Task to carry out: Copy each line of the material in which the word "heading" appears.

┌─ Data section

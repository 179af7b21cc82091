//! CLI command definitions and implementations.

use std::path::PathBuf;

use clap::{Args, Parser, Subcommand, ValueEnum};
use clap_complete::Shell;
use flowgen_core::GitBackend;

use crate::services::Flow;

pub mod completions;
pub mod preview;
pub mod run;
pub mod utils;

/// flowgen - synthetic git activity for branch-naming guideline demos.
///
/// Creates a branch named after the good (ticket id) or bad (prefixed
/// kebab-case) convention and makes a few commits that each rewrite one
/// random line of a text file.
#[derive(Parser, Debug)]
#[command(name = "flowgen")]
#[command(author, version, about, long_about = None)]
pub struct Cli {
    /// Only print errors and essential output
    #[arg(short, long, global = true)]
    pub quiet: bool,

    /// Enable debug logging on stderr
    #[arg(short, long, global = true)]
    pub verbose: bool,

    /// Config file (defaults to .flowgen.toml at the repository root)
    #[arg(long, global = true, value_name = "PATH")]
    pub config: Option<PathBuf>,

    #[command(subcommand)]
    pub command: Commands,
}

/// Available commands.
#[derive(Subcommand, Debug)]
pub enum Commands {
    /// Create a ticket-id branch (EAT-1234) with conventional commits
    Good(RunArgs),

    /// Create a prefixed kebab-case branch (feature/nova-flux), violating the guidelines
    Bad(RunArgs),

    /// Print generated branch names and commit messages without touching git
    Preview {
        /// Which naming convention to preview (both when omitted)
        #[arg(long, value_enum)]
        pattern: Option<Flow>,

        /// How many names to generate per convention
        #[arg(short = 'n', long, default_value_t = 5)]
        count: usize,

        /// Seed for reproducible output
        #[arg(long)]
        seed: Option<u64>,

        /// Output as JSON
        #[arg(long)]
        json: bool,
    },

    /// Generate shell completions
    Completions {
        /// Shell to generate completions for
        #[arg(value_enum)]
        shell: Shell,
    },
}

/// Options shared by the `good` and `bad` runs.
#[derive(Args, Debug, Clone, Default)]
pub struct RunArgs {
    /// Make exactly this many commits instead of a random 1-3
    #[arg(short, long, value_parser = clap::value_parser!(u16).range(1..))]
    pub commits: Option<u16>,

    /// Text file to modify, relative to the repository root
    #[arg(short, long, value_name = "PATH")]
    pub file: Option<PathBuf>,

    /// Seed for reproducible names and edits
    #[arg(long)]
    pub seed: Option<u64>,

    /// Git implementation to use
    #[arg(long, value_enum)]
    pub backend: Option<BackendArg>,

    /// Show the planned branch and edits without changing anything
    #[arg(long)]
    pub dry_run: bool,
}

/// `--backend` values.
#[derive(Debug, Clone, Copy, PartialEq, Eq, ValueEnum)]
pub enum BackendArg {
    /// Spawn the git executable
    Cli,
    /// Use libgit2 in-process
    Libgit2,
}

impl From<BackendArg> for GitBackend {
    fn from(arg: BackendArg) -> Self {
        match arg {
            BackendArg::Cli => Self::Cli,
            BackendArg::Libgit2 => Self::Libgit2,
        }
    }
}

#[cfg(test)]
mod tests {
    use super::*;
    use clap::CommandFactory;

    #[test]
    fn test_cli_definition_is_valid() {
        Cli::command().debug_assert();
    }

    #[test]
    #[allow(clippy::unwrap_used)]
    fn test_run_args_parse() {
        let cli = Cli::try_parse_from([
            "flowgen", "bad", "--commits", "2", "--seed", "7", "--backend", "libgit2",
        ])
        .unwrap();
        let Commands::Bad(args) = cli.command else {
            panic!("expected bad");
        };
        assert_eq!(args.commits, Some(2));
        assert_eq!(args.seed, Some(7));
        assert_eq!(args.backend, Some(BackendArg::Libgit2));
        assert!(!args.dry_run);
    }

    #[test]
    fn test_zero_commits_rejected() {
        assert!(Cli::try_parse_from(["flowgen", "good", "--commits", "0"]).is_err());
    }

    #[test]
    fn test_global_flags_after_subcommand() {
        #[allow(clippy::unwrap_used)]
        let cli = Cli::try_parse_from(["flowgen", "good", "-q", "--config", "x.toml"]).unwrap();
        assert!(cli.quiet);
        assert_eq!(cli.config, Some(PathBuf::from("x.toml")));
    }
}
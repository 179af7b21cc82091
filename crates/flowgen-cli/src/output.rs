//! Terminal output formatting utilities.

use std::sync::atomic::{AtomicBool, Ordering};

use colored::Colorize;

static QUIET_MODE: AtomicBool = AtomicBool::new(false);

/// Set quiet mode globally. Call once at startup.
pub fn set_quiet(quiet: bool) {
    QUIET_MODE.store(quiet, Ordering::Relaxed);
}

fn is_quiet() -> bool {
    QUIET_MODE.load(Ordering::Relaxed)
}

/// Print a success message (suppressed in quiet mode).
pub fn success(msg: &str) {
    if !is_quiet() {
        println!("{} {}", "✓".green(), msg);
    }
}

/// Print an error message (always prints to stderr).
pub fn error(msg: &str) {
    eprintln!("{} {}", "✗".red(), msg);
}

/// Print a warning message (always prints to stderr).
pub fn warn(msg: &str) {
    eprintln!("{} {}", "!".yellow(), msg);
}

/// Print an info message (suppressed in quiet mode).
pub fn info(msg: &str) {
    if !is_quiet() {
        println!("{} {}", "→".blue(), msg);
    }
}

/// Print a detail line without prefix (suppressed in quiet mode).
///
/// Use for indented detail lines that accompany info or warn messages.
pub fn detail(msg: &str) {
    if !is_quiet() {
        println!("{msg}");
    }
}

/// Print essential machine-readable output (always prints).
pub fn essential(msg: &str) {
    println!("{msg}");
}

/// Print a section heading with a blank line before it (suppressed in quiet mode).
pub fn heading(msg: &str) {
    if !is_quiet() {
        println!();
        println!("{}", msg.bold());
    }
}

/// Echo an external command before it runs (suppressed in quiet mode).
pub fn command(cmd: &str) {
    if !is_quiet() {
        println!("{} {}", ">".dimmed(), cmd.dimmed());
    }
}

/// Label a guideline note as followed or violated.
#[must_use]
pub fn verdict(followed: bool) -> String {
    if followed {
        "[OK]".green().to_string()
    } else {
        "[BAD]".red().to_string()
    }
}

/// Quote a line of file content for display.
#[must_use]
pub fn quoted(text: &str) -> String {
    format!("\"{text}\"")
}

/// Print a horizontal line (suppressed in quiet mode).
pub fn hr() {
    if !is_quiet() {
        println!("{}", "─".repeat(50).dimmed());
    }
}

└─

Problem solution:
/// Print a section heading with a blank line before it (suppressed in quiet mode).
pub fn heading(msg: &str) {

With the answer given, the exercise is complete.